Undoubtedly, we are continuously proceeding ahead in achieving advancement of our civilization. Though it is a natural process of development as the necessity is the mother of the inventions and discoveries, we need to make efforts also to meet our growing requirements. With the passage of time, we have developed our requirements to the new heights, providing them new dimensions and classification – individual requirements, family requirements, community requirements, national requirements, global requirements and so on. Accordingly, our methods also change from individual to individual, community to community and country to the country.
Some time, our individual requirements prevail over other requirements and this step creates problems for others. Our greed or ego enters in and there starts differences. Some time, we reconcile and sit peacefully. But when we do not reconcile, we try to settle the disputed matter through many forums or methods like being polite in our exchanges, employing money and other materials/channels in the process, using force/threats etc. to create pressure and/or being diplomatic. It is also true that while settling the matters/differences, one party may feel to get some injustice and the other party may feel happy. Here too, in spite of having settled, the aggrieved party does not sit coolly unless that lacks sufficient resources to follow up. If really, there is some injustice which has been accepted due to pressure or coercive measures adopted by the opposite party, it won’t bring the desired peace of mind.

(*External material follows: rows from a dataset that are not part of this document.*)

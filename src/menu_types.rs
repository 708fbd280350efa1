use crate::game::Difficulty;

// Which screen is showing
#[derive(Debug, Clone, Copy, PartialEq, Eq)]
pub enum Screen {
    MainMenu,
    Settings,
    Playing,
    GameOver,
}

// Main menu option selection
#[derive(Debug, Clone, Copy, PartialEq, Eq)]
pub enum MenuOption {
    Play,
    Difficulty,
    Settings,
    Quit,
}

impl MenuOption {
    pub const ALL: [MenuOption; 4] = [
        MenuOption::Play,
        MenuOption::Difficulty,
        MenuOption::Settings,
        MenuOption::Quit,
    ];
}

#[derive(Debug, Clone, Copy, PartialEq, Eq)]
pub enum SettingsOption {
    SfxVolume,
    MusicVolume,
    Crosshair,
    Reset,
    Back,
}

impl SettingsOption {
    pub const ALL: [SettingsOption; 5] = [
        SettingsOption::SfxVolume,
        SettingsOption::MusicVolume,
        SettingsOption::Crosshair,
        SettingsOption::Reset,
        SettingsOption::Back,
    ];
}

#[derive(Debug, Clone, Copy, PartialEq, Eq)]
pub enum GameOverOption {
    PlayAgain,
    MainMenu,
}

impl GameOverOption {
    pub const ALL: [GameOverOption; 2] = [GameOverOption::PlayAgain, GameOverOption::MainMenu];
}

#[derive(Debug, Clone)]
pub struct Menu {
    pub screen: Screen,
    pub selected_option: MenuOption,
    pub settings_selected: SettingsOption,
    pub game_over_selected: GameOverOption,
    pub difficulty: Difficulty,
}

impl Default for Menu {
    fn default() -> Self {
        Self {
            screen: Screen::MainMenu,
            selected_option: MenuOption::Play,
            settings_selected: SettingsOption::SfxVolume,
            game_over_selected: GameOverOption::PlayAgain,
            difficulty: Difficulty::default(),
        }
    }
}

impl Menu {
    #[must_use]
    pub fn new() -> Self {
        Self::default()
    }

    pub fn next_option(&mut self) {
        match self.screen {
            Screen::MainMenu => {
                self.selected_option = cycle(&MenuOption::ALL, self.selected_option, 1);
            }
            Screen::Settings => {
                self.settings_selected = cycle(&SettingsOption::ALL, self.settings_selected, 1);
            }
            Screen::GameOver => {
                self.game_over_selected =
                    cycle(&GameOverOption::ALL, self.game_over_selected, 1);
            }
            Screen::Playing => {}
        }
    }

    pub fn prev_option(&mut self) {
        match self.screen {
            Screen::MainMenu => {
                self.selected_option = cycle(&MenuOption::ALL, self.selected_option, -1);
            }
            Screen::Settings => {
                self.settings_selected = cycle(&SettingsOption::ALL, self.settings_selected, -1);
            }
            Screen::GameOver => {
                self.game_over_selected =
                    cycle(&GameOverOption::ALL, self.game_over_selected, -1);
            }
            Screen::Playing => {}
        }
    }
}

// Step through `options` with wrap-around
fn cycle<T: Copy + PartialEq>(options: &[T], current: T, step: isize) -> T {
    let len = options.len();
    let index = options.iter().position(|o| *o == current).unwrap_or(0);
    let next = (index + len).wrapping_add_signed(step) % len;
    options[next]
}
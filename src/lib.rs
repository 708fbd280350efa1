pub mod app;
pub mod components;
pub mod config;
pub mod game;
pub mod generator;
pub mod menu;
pub mod menu_types;
pub mod particles;
pub mod screenshake;
pub mod session;
pub mod settings;
pub mod sound;
pub mod storage;
pub mod store;
pub mod systems;
pub mod timers;
pub mod ui;

#[cfg(test)]
mod tests;

use std::time::{Duration, Instant};

// Longest frame the simulation will step in one go
const MAX_FRAME_DELTA: Duration = Duration::from_millis(250);

/// Measures the wall-clock time between game ticks.
///
/// Deltas are capped so a stalled terminal doesn't teleport every target
/// off the range at once.
#[derive(Debug, Clone)]
pub struct FrameClock {
    delta: Duration,
    last_update: Instant,
}

impl FrameClock {
    #[must_use]
    pub fn new() -> Self {
        Self::starting_at(Instant::now())
    }

    #[must_use]
    pub fn starting_at(now: Instant) -> Self {
        Self {
            delta: Duration::default(),
            last_update: now,
        }
    }

    pub fn tick(&mut self) -> Duration {
        self.tick_at(Instant::now())
    }

    pub fn tick_at(&mut self, now: Instant) -> Duration {
        self.delta = now.saturating_duration_since(self.last_update).min(MAX_FRAME_DELTA);
        self.last_update = now;
        self.delta
    }

    #[must_use]
    pub fn delta(&self) -> Duration {
        self.delta
    }

    #[must_use]
    pub fn delta_seconds(&self) -> f32 {
        self.delta.as_secs_f32()
    }
}

impl Default for FrameClock {
    fn default() -> Self {
        Self::new()
    }
}
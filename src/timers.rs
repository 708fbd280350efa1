#![warn(clippy::all, clippy::pedantic)]

use bevy_ecs::prelude::Resource;
use std::time::Duration;

use crate::game::{COUNTDOWN_INTERVAL, Difficulty};

/// A fixed-interval timer driven by an external clock.
#[derive(Debug, Clone, Copy, PartialEq, Eq)]
pub struct Repeating {
    interval: Duration,
    next_due: Duration,
}

impl Repeating {
    /// The first firing is one full interval after `now`.
    #[must_use]
    pub fn new(interval: Duration, now: Duration) -> Self {
        Self {
            interval,
            next_due: now + interval,
        }
    }

    #[must_use]
    pub fn interval(&self) -> Duration {
        self.interval
    }

    #[must_use]
    pub fn next_due(&self) -> Duration {
        self.next_due
    }

    /// Number of times the timer fired up to `now`. Firings missed by a long
    /// frame are caught up rather than dropped.
    pub fn fire_count(&mut self, now: Duration) -> u32 {
        if self.interval.is_zero() {
            return 0;
        }
        let mut fired = 0;
        while self.next_due <= now {
            self.next_due += self.interval;
            fired += 1;
        }
        fired
    }
}

/// The running session's clocks and timers.
///
/// Present in the world exactly while a session is playing; removing it
/// cancels spawning, animation and the countdown in one step. `clock` drives
/// spawning and animation and keeps running through a pause;
/// `countdown_clock` stops while paused.
#[derive(Resource, Debug, Clone)]
pub struct SessionTimers {
    pub clock: Duration,
    pub countdown_clock: Duration,
    pub spawn: Repeating,
    pub countdown: Repeating,
    pub frames: u64,
}

impl SessionTimers {
    #[must_use]
    pub fn new(difficulty: Difficulty) -> Self {
        let clock = Duration::ZERO;
        Self {
            clock,
            countdown_clock: clock,
            spawn: Repeating::new(difficulty.spawn_interval(), clock),
            countdown: Repeating::new(COUNTDOWN_INTERVAL, clock),
            frames: 0,
        }
    }

    pub fn advance(&mut self, delta: Duration) -> Duration {
        self.clock += delta;
        self.frames += 1;
        self.clock
    }

    pub fn advance_countdown(&mut self, delta: Duration) -> Duration {
        self.countdown_clock += delta;
        self.countdown_clock
    }
}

What do you mean by the word “Injustice”? It is an unjust act which affects someone or some other ones in social, financial and/or emotional terms, an act that inflicts undeserved hurt, involving unfairness to another or violation of one's rights.  Martin Luther King, Jr. quotes, “Injustice anywhere is a threat to justice everywhere.” Injustice of any kind is injustice. Even rigid justice is also injustice. But injustice never rules forever.
When the criminal court system was established its intent was to punish the guilty in a humane way and to set the innocent free. From personal experience I observe that the court system is now not about innocence or guilt. The court system is about whom you know and money, usually forcing most people into an involuntary plea. How would you expect that you are going to have fair play in getting justice? Those who get benefits out of turn appreciate judiciary overwhelming. Why does judiciary not take action against majority of its officers and employees who take bribe or do not perform their duties properly when they understand that even a minor slip or mishandling on their hands can cause terrible losses to the persons who come for seeking justice? The corrupt practices carried on in the corridors of the judiciary temples have made the process so costly that the poor people never feel easy to go to judiciary for justice. There are millions of cases pending for disposal but neither the judiciary or the Government is serious to take action for early disposal. Those who have got influence get their matters settled as per their convenience. Money and terror too prevail over the judiciary, it appears.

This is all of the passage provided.